__RECORDS__.
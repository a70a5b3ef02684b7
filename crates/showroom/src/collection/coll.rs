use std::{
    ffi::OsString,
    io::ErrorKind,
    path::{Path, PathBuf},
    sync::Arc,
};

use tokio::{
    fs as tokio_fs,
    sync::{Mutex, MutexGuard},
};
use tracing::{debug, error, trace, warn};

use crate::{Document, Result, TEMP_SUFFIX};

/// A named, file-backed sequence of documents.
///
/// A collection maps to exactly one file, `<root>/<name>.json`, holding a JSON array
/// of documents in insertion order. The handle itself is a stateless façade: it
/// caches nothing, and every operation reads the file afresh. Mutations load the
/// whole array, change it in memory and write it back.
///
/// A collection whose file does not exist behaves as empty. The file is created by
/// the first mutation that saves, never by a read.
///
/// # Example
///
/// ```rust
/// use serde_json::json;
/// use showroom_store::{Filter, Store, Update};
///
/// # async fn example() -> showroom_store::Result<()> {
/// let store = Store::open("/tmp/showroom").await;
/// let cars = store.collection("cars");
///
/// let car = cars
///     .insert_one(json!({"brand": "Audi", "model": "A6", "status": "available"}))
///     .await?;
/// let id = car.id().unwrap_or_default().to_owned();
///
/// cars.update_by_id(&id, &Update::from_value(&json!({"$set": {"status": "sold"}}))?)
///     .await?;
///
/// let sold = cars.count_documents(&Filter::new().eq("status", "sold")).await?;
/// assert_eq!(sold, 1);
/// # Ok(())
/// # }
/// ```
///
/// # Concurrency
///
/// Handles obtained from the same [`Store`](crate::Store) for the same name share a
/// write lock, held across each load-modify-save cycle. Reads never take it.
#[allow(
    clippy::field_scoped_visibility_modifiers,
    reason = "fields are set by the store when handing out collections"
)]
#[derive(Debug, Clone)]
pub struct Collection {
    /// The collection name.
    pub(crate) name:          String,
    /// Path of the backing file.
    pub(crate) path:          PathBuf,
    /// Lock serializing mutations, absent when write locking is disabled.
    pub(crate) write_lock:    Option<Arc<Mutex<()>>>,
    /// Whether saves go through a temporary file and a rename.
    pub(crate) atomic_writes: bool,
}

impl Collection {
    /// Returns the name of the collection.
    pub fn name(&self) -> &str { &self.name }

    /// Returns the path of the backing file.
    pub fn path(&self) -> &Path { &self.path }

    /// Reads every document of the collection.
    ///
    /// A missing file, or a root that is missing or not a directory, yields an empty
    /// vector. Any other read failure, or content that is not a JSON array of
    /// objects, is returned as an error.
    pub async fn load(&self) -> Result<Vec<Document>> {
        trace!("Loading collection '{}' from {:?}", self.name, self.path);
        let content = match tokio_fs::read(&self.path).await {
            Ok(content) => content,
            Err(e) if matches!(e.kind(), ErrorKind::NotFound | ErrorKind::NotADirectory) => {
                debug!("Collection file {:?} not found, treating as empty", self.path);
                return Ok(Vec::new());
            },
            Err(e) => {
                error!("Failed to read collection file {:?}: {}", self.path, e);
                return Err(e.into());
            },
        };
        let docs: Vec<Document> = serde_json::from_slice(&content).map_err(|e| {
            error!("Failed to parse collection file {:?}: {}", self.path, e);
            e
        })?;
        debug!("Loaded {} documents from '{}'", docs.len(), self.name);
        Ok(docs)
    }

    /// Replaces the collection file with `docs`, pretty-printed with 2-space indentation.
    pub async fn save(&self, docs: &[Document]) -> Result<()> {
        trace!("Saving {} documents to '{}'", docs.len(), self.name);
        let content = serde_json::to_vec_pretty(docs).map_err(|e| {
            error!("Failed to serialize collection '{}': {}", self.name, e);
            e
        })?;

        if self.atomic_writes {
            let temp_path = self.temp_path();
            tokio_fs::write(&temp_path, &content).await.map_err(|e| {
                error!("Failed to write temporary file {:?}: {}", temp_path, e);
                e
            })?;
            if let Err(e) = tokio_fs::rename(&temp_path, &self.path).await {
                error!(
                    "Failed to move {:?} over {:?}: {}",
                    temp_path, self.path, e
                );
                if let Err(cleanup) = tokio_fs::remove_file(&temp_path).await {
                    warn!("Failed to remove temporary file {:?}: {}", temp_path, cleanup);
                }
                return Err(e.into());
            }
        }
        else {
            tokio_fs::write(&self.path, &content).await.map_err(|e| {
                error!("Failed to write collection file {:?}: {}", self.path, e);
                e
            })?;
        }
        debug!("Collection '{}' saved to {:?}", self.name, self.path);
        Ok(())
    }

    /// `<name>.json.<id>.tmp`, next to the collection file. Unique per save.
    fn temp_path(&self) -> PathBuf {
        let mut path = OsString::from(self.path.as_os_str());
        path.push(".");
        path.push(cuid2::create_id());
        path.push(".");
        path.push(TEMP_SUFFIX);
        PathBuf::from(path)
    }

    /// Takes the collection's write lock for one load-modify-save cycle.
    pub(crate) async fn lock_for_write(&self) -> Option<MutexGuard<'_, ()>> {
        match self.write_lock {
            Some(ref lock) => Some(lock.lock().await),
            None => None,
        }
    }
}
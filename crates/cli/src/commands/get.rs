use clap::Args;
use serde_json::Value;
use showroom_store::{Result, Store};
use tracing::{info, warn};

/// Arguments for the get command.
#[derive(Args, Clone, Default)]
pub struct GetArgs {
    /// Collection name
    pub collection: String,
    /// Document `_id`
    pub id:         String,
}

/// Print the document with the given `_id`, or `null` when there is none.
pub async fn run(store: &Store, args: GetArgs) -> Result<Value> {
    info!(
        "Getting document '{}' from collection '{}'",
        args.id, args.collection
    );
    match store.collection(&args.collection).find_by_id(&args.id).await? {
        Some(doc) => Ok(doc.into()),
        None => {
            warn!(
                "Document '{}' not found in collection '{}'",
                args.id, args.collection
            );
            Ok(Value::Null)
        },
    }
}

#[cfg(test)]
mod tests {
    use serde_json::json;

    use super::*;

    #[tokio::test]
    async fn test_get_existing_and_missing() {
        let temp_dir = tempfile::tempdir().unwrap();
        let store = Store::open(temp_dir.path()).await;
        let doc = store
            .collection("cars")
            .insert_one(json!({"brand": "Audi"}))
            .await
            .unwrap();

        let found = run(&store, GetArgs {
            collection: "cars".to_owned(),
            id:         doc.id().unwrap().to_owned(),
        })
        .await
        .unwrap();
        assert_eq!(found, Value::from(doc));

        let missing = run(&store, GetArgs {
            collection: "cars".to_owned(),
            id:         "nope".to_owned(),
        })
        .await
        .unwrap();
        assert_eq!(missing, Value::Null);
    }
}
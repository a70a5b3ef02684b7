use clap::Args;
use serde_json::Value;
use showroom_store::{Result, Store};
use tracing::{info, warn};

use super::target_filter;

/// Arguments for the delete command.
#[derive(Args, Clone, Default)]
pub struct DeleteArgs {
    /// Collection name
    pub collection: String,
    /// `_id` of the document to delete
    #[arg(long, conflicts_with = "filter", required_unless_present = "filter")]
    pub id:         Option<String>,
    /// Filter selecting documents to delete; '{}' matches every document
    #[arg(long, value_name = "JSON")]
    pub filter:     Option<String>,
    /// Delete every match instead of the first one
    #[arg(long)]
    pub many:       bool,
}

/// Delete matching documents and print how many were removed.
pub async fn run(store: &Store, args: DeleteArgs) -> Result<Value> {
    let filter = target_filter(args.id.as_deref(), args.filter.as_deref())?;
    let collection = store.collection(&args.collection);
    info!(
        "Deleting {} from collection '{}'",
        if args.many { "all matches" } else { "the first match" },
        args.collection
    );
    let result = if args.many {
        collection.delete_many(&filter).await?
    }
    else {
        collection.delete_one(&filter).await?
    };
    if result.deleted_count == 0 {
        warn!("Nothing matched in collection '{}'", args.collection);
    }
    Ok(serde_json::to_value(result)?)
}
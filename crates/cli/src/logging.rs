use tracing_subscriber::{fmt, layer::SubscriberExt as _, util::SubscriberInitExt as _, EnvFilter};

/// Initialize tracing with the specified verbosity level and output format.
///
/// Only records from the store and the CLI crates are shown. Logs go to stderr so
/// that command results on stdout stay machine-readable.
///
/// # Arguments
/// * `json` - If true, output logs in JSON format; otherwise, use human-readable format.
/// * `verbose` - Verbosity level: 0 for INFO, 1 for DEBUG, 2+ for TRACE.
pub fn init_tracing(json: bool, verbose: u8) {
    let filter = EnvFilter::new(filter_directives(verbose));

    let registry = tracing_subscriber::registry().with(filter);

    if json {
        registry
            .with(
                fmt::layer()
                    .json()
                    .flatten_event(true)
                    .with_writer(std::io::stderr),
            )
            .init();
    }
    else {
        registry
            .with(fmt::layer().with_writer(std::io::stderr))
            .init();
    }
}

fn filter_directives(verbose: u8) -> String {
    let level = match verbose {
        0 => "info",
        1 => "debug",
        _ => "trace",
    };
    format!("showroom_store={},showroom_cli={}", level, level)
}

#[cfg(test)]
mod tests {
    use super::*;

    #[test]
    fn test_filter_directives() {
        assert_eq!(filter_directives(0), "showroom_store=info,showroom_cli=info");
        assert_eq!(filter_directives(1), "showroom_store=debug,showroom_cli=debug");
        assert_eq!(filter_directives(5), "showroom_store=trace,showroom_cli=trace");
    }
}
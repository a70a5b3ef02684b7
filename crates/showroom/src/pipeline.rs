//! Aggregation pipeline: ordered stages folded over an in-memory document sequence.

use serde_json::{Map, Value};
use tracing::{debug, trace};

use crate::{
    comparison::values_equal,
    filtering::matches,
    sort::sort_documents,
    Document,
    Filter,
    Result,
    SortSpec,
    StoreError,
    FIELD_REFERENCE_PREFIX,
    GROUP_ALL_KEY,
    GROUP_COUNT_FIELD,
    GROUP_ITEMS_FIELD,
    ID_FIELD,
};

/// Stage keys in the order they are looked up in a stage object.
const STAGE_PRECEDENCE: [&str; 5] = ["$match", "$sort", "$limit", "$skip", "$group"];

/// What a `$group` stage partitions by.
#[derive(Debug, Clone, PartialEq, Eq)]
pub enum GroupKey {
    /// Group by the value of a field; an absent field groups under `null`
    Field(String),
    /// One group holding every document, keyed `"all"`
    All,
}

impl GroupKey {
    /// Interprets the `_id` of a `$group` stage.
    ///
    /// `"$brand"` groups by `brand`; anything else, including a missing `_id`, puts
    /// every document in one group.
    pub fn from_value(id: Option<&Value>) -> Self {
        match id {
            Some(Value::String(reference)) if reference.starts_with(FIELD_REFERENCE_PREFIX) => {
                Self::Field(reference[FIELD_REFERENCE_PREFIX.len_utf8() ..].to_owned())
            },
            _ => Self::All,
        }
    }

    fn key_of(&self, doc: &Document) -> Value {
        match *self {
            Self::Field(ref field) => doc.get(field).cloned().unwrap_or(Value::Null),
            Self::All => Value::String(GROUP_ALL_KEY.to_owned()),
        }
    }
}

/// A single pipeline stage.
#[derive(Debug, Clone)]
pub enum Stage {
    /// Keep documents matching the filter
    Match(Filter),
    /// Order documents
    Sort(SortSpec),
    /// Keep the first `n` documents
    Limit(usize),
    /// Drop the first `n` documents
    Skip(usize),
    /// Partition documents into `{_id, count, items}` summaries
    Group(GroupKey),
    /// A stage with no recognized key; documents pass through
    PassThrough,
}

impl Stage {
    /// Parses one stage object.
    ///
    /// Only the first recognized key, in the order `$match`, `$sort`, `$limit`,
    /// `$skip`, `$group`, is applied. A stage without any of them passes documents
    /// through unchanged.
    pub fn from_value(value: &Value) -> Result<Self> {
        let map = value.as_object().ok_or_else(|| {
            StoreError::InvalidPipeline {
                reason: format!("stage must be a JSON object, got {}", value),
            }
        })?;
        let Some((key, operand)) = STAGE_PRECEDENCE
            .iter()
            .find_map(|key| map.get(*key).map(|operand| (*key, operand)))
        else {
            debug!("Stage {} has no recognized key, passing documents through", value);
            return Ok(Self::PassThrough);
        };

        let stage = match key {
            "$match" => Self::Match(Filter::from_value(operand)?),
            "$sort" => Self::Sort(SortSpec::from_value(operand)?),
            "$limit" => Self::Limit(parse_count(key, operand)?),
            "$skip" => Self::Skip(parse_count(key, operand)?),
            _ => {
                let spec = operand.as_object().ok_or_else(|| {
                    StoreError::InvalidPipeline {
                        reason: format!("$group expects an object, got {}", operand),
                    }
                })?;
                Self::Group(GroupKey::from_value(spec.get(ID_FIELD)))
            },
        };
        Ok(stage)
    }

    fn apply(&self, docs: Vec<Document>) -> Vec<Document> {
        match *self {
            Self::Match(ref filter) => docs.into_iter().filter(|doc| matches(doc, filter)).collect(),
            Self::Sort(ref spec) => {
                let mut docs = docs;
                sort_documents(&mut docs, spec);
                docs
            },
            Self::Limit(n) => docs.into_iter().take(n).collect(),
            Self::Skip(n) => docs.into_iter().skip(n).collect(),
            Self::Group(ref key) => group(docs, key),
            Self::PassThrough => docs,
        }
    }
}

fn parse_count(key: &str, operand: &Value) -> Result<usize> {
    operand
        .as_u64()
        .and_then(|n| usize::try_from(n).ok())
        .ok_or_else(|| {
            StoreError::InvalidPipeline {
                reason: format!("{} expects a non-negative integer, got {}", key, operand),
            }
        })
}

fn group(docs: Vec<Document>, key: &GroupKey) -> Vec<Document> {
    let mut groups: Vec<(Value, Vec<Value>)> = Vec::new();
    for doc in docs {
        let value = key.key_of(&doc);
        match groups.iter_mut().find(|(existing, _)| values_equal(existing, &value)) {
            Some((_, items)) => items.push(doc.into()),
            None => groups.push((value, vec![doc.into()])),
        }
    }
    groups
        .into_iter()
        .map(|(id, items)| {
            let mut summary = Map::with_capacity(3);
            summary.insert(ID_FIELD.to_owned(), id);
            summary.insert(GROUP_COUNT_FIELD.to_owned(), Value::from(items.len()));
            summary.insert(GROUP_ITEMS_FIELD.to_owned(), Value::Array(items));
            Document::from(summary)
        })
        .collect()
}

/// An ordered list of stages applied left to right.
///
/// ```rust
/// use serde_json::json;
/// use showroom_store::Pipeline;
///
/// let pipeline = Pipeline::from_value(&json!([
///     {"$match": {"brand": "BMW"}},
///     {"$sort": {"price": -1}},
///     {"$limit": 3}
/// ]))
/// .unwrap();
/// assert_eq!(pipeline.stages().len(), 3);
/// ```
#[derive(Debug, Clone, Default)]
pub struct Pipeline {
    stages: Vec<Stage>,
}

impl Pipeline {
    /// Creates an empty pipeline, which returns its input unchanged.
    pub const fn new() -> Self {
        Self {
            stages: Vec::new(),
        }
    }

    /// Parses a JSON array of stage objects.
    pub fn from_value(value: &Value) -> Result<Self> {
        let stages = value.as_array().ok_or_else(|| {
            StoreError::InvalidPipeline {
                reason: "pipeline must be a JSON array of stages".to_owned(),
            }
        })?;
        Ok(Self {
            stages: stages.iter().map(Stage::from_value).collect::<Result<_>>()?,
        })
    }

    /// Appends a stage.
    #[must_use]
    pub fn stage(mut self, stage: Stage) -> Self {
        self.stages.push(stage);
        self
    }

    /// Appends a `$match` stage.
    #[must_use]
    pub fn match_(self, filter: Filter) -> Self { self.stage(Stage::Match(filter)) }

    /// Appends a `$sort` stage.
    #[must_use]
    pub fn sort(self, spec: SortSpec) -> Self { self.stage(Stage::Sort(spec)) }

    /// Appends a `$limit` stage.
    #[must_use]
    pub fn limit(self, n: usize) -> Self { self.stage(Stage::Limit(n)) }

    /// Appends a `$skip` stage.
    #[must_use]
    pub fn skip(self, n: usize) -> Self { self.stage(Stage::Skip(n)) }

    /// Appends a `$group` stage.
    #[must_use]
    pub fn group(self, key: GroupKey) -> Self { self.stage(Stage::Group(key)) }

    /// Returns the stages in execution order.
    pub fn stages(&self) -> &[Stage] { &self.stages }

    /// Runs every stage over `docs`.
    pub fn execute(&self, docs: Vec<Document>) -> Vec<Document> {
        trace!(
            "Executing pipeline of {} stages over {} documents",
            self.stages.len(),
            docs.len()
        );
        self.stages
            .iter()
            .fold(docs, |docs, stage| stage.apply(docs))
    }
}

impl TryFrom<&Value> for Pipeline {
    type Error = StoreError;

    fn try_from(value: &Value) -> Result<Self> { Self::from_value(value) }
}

__EXERCISE__. Looking at the entries above, can you reproduce exactly the lines from the one that holds "left to right." through the one that holds "pub fn group(self, key: GroupKey)", and only those?

__RESPONSE TO THE TASK__.
/// An ordered list of stages applied left to right.
///
/// ```rust
/// use serde_json::json;
/// use showroom_store::Pipeline;
///
/// let pipeline = Pipeline::from_value(&json!([
///     {"$match": {"brand": "BMW"}},
///     {"$sort": {"price": -1}},
///     {"$limit": 3}
/// ]))
/// .unwrap();
/// assert_eq!(pipeline.stages().len(), 3);
/// ```
#[derive(Debug, Clone, Default)]
pub struct Pipeline {
    stages: Vec<Stage>,
}

impl Pipeline {
    /// Creates an empty pipeline, which returns its input unchanged.
    pub const fn new() -> Self {
        Self {
            stages: Vec::new(),
        }
    }

    /// Parses a JSON array of stage objects.
    pub fn from_value(value: &Value) -> Result<Self> {
        let stages = value.as_array().ok_or_else(|| {
            StoreError::InvalidPipeline {
                reason: "pipeline must be a JSON array of stages".to_owned(),
            }
        })?;
        Ok(Self {
            stages: stages.iter().map(Stage::from_value).collect::<Result<_>>()?,
        })
    }

    /// Appends a stage.
    #[must_use]
    pub fn stage(mut self, stage: Stage) -> Self {
        self.stages.push(stage);
        self
    }

    /// Appends a `$match` stage.
    #[must_use]
    pub fn match_(self, filter: Filter) -> Self { self.stage(Stage::Match(filter)) }

    /// Appends a `$sort` stage.
    #[must_use]
    pub fn sort(self, spec: SortSpec) -> Self { self.stage(Stage::Sort(spec)) }

    /// Appends a `$limit` stage.
    #[must_use]
    pub fn limit(self, n: usize) -> Self { self.stage(Stage::Limit(n)) }

    /// Appends a `$skip` stage.
    #[must_use]
    pub fn skip(self, n: usize) -> Self { self.stage(Stage::Skip(n)) }

    /// Appends a `$group` stage.
    #[must_use]
    pub fn group(self, key: GroupKey) -> Self { self.stage(Stage::Group(key)) }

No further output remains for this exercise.